* INSTRUCTIONS TO FOLLOW: Count the lines of the listing below where "usize" shows up, and please answer with that number only.

* DATA PROVIDED:

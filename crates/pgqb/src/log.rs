//! SQL statement logging.
//!
//! With the `tracing` feature enabled, every terminal call emits one `DEBUG`
//! event at target `pgqb.sql` before the round trip. Without the feature the
//! settings are accepted and nothing is emitted. No subscriber is installed here.

use crate::assemble::Statement;
use std::borrow::Cow;

/// Log settings applied by a [`QueryBuilder`](crate::QueryBuilder).
#[derive(Debug, Clone, Copy, PartialEq, Eq)]
pub struct SqlLog {
    /// Emit events at all.
    pub enabled: bool,
    /// Truncate long SQL strings (in bytes). `None` means no truncation.
    pub max_sql_length: Option<usize>,
}

impl Default for SqlLog {
    fn default() -> Self {
        Self {
            enabled: true,
            max_sql_length: Some(200),
        }
    }
}

impl SqlLog {
    pub fn new() -> Self {
        Self::default()
    }

    pub fn disabled() -> Self {
        Self {
            enabled: false,
            ..Self::default()
        }
    }

    /// Set maximum SQL length to display.
    pub fn max_sql_length(mut self, len: usize) -> Self {
        self.max_sql_length = Some(len);
        self
    }

    /// Disable SQL truncation.
    pub fn no_truncate(mut self) -> Self {
        self.max_sql_length = None;
        self
    }

    /// SQL as it will appear in the log line.
    pub fn truncate_sql<'a>(&self, sql: &'a str) -> Cow<'a, str> {
        match self.max_sql_length {
            Some(max) if sql.len() > max => {
                Cow::Owned(format!("{}...", truncate_sql_bytes(sql, max)))
            }
            _ => Cow::Borrowed(sql),
        }
    }

    #[cfg(feature = "tracing")]
    pub(crate) fn emit(&self, action: &str, stmt: &Statement) {
        if !self.enabled {
            return;
        }
        let sql = self.truncate_sql(&stmt.sql);
        tracing::debug!(
            target: "pgqb.sql",
            action,
            param_count = stmt.params.len(),
            sql = %sql,
        );
    }

    #[cfg(not(feature = "tracing"))]
    pub(crate) fn emit(&self, _action: &str, _stmt: &Statement) {}
}

fn truncate_sql_bytes(sql: &str, max_bytes: usize) -> &str {
    if sql.len() <= max_bytes {
        return sql;
    }
    let mut end = max_bytes;
    while end > 0 && !sql.is_char_boundary(end) {
        end -= 1;
    }
    &sql[..end]
}

#[cfg(test)]
mod tests {
    use super::*;

    #[test]
    fn short_sql_is_borrowed() {
        let log = SqlLog::new();
        assert!(matches!(log.truncate_sql("SELECT 1"), Cow::Borrowed(_)));
    }

    #[test]
    fn long_sql_is_cut_on_char_boundary() {
        let log = SqlLog::new().max_sql_length(5);
        assert_eq!(log.truncate_sql("SELECT 1"), "SELEC...");
        // 'ж' is two bytes; cutting at byte 3 would split it.
        assert_eq!(SqlLog::new().max_sql_length(3).truncate_sql("abжжж"), "ab...");
        assert_eq!(SqlLog::new().no_truncate().truncate_sql("SELECT 1"), "SELECT 1");
    }
}
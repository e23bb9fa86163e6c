//! Fluent statement builder.
//!
//! A [`QueryBuilder`] owns its connection handle (often a reference) and the
//! accumulated [`Clauses`]. Configuration calls consume and return the
//! builder; a terminal call assembles and runs the statement:
//!
//! ```ignore
//! let users = pgqb::new(&client)
//!     .select("users")
//!     .alias("u")
//!     .columns(["u.id", "u.name"])
//!     .where_("u.age > ?", [18])
//!     .order_by("u.name", "ASC")
//!     .limit(10)
//!     .rows()
//!     .await?;
//! ```
//!
//! Clause text is trusted and spliced verbatim; only the values passed
//! alongside `?` markers are sent as bound parameters.

use crate::assemble::{Statement, assemble};
use crate::clauses::{Action, Clauses};
use crate::client::Connection;
use crate::error::{QbError, QbResult};
use crate::log::SqlLog;
use crate::record::Record;
use crate::value::Value;
use futures_util::{StreamExt, TryStreamExt};

/// Statement builder bound to a connection.
///
/// A builder describes one statement. Terminal calls borrow it, so calling a
/// second terminal re-assembles and performs a second round trip; for mutating
/// statements that duplicates the side effect.
#[derive(Debug, Clone)]
#[must_use]
pub struct QueryBuilder<C> {
    conn: C,
    clauses: Clauses,
    log: SqlLog,
}

impl<C: Connection> QueryBuilder<C> {
    /// Create an empty builder over `conn`.
    pub fn new(conn: C) -> Self {
        Self {
            conn,
            clauses: Clauses::new(),
            log: SqlLog::default(),
        }
    }

    // ==================== Action / target ====================

    pub fn select(mut self, table: &str) -> Self {
        self.clauses.set_action(Action::Select, table);
        self
    }

    pub fn insert(mut self, table: &str) -> Self {
        self.clauses.set_action(Action::Insert, table);
        self
    }

    pub fn update(mut self, table: &str) -> Self {
        self.clauses.set_action(Action::Update, table);
        self
    }

    pub fn delete(mut self, table: &str) -> Self {
        self.clauses.set_action(Action::Delete, table);
        self
    }

    /// Table alias, used in FROM/INTO/UPDATE and for column qualification.
    pub fn alias(mut self, alias: &str) -> Self {
        self.clauses.set_alias(alias);
        self
    }

    // ==================== Columns / parameters ====================

    /// Append columns. For INSERT/UPDATE they pair positionally with parameters.
    pub fn columns<I, S>(mut self, columns: I) -> Self
    where
        I: IntoIterator<Item = S>,
        S: Into<String>,
    {
        self.clauses.push_columns(columns);
        self
    }

    /// Append bound parameters.
    pub fn parameters<I>(mut self, params: I) -> Self
    where
        I: IntoIterator,
        I::Item: Into<Value>,
    {
        self.clauses.push_params(params);
        self
    }

    /// Append columns and parameters from one record, in the record's key order.
    pub fn cols_with_params(mut self, record: Record) -> Self {
        self.clauses.push_record(record);
        self
    }

    // ==================== Filters ====================

    /// Add a WHERE fragment; `?` markers are bound to `args` left to right.
    ///
    /// Repeated calls are joined with `AND`.
    pub fn where_<I>(mut self, fragment: &str, args: I) -> Self
    where
        I: IntoIterator,
        I::Item: Into<Value>,
    {
        self.clauses.push_filter(fragment, args);
        self
    }

    /// Add a HAVING fragment; same binding rules as [`where_`](Self::where_).
    pub fn having<I>(mut self, fragment: &str, args: I) -> Self
    where
        I: IntoIterator,
        I::Item: Into<Value>,
    {
        self.clauses.push_having(fragment, args);
        self
    }

    // ==================== Joins ====================

    /// Add `<kind> JOIN <table> AS <alias> ON <condition>`.
    pub fn join(mut self, kind: &str, table: &str, alias: &str, condition: &str) -> Self {
        self.clauses.push_join(kind, table, alias, condition);
        self
    }

    pub fn inner_join(self, table: &str, alias: &str, condition: &str) -> Self {
        self.join("INNER", table, alias, condition)
    }

    pub fn left_join(self, table: &str, alias: &str, condition: &str) -> Self {
        self.join("LEFT", table, alias, condition)
    }

    pub fn right_join(self, table: &str, alias: &str, condition: &str) -> Self {
        self.join("RIGHT", table, alias, condition)
    }

    pub fn full_join(self, table: &str, alias: &str, condition: &str) -> Self {
        self.join("FULL", table, alias, condition)
    }

    // ==================== Ordering / paging ====================

    pub fn order_by(mut self, column: &str, direction: &str) -> Self {
        self.clauses.push_order_by(column, direction);
        self
    }

    /// Set GROUP BY columns, replacing any earlier call.
    pub fn group_by<I, S>(mut self, columns: I) -> Self
    where
        I: IntoIterator<Item = S>,
        S: AsRef<str>,
    {
        self.clauses.set_group_by(columns);
        self
    }

    /// LIMIT; zero omits the clause.
    pub fn limit(mut self, limit: u64) -> Self {
        self.clauses.set_limit(limit);
        self
    }

    /// OFFSET; zero omits the clause.
    pub fn offset(mut self, offset: u64) -> Self {
        self.clauses.set_offset(offset);
        self
    }

    // ==================== Raw SQL / settings ====================

    /// Use `sql` as the whole statement. Assembly is skipped, but `?` markers
    /// are still rewritten and bound after any parameters already present.
    pub fn sql<I>(mut self, sql: &str, args: I) -> Self
    where
        I: IntoIterator,
        I::Item: Into<Value>,
    {
        self.clauses.set_raw(sql, args);
        self
    }

    /// Override SQL logging for this builder.
    pub fn log(mut self, log: SqlLog) -> Self {
        self.log = log;
        self
    }

    /// Accumulated clauses.
    pub fn clauses(&self) -> &Clauses {
        &self.clauses
    }

    /// Assemble without executing.
    pub fn to_statement(&self) -> QbResult<Statement> {
        assemble(self.clauses.clone())
    }

    fn prepare(&self) -> QbResult<Statement> {
        let stmt = self.to_statement()?;
        self.log.emit(self.action_name(), &stmt);
        Ok(stmt)
    }

    fn action_name(&self) -> &'static str {
        if self.clauses.raw.is_some() {
            return "RAW";
        }
        self.clauses.action.map(|a| a.as_str()).unwrap_or("-")
    }

    // ==================== Terminal calls ====================

    /// Fetch the first row.
    ///
    /// Zero rows is [`QbError::NotFound`]. Rows after the first are not read;
    /// the cursor is released when this returns.
    pub async fn row(&self) -> QbResult<Record> {
        let stmt = self.prepare()?;
        let mut cursor = self.conn.query(&stmt.sql, &stmt.params).await?;
        match cursor.next().await {
            Some(record) => record,
            None => Err(QbError::not_found(format!(
                "no rows returned from {}",
                self.clauses.table
            ))),
        }
    }

    /// Fetch all rows. Zero rows is an empty `Vec`.
    ///
    /// The first row that fails to decode aborts the fetch.
    pub async fn rows(&self) -> QbResult<Vec<Record>> {
        let stmt = self.prepare()?;
        let cursor = self.conn.query(&stmt.sql, &stmt.params).await?;
        cursor.try_collect().await
    }

    /// Append ` RETURNING <column>` and return that column of the first row
    /// exactly as the database reported it.
    pub async fn exec_return_id(&self, column: &str) -> QbResult<Value> {
        let mut stmt = self.to_statement()?;
        stmt.sql.push_str(" RETURNING ");
        stmt.sql.push_str(column);
        self.log.emit(self.action_name(), &stmt);
        self.conn
            .query_value(&stmt.sql, &stmt.params)
            .await?
            .ok_or_else(|| {
                QbError::not_found(format!("no row returned for RETURNING {column}"))
            })
    }

    /// Execute the statement and discard any result.
    pub async fn exec(&self) -> QbResult<()> {
        let stmt = self.prepare()?;
        self.conn.execute(&stmt.sql, &stmt.params).await?;
        Ok(())
    }
}

#[cfg(test)]
mod tests;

* FINISHED EXERCISE: 3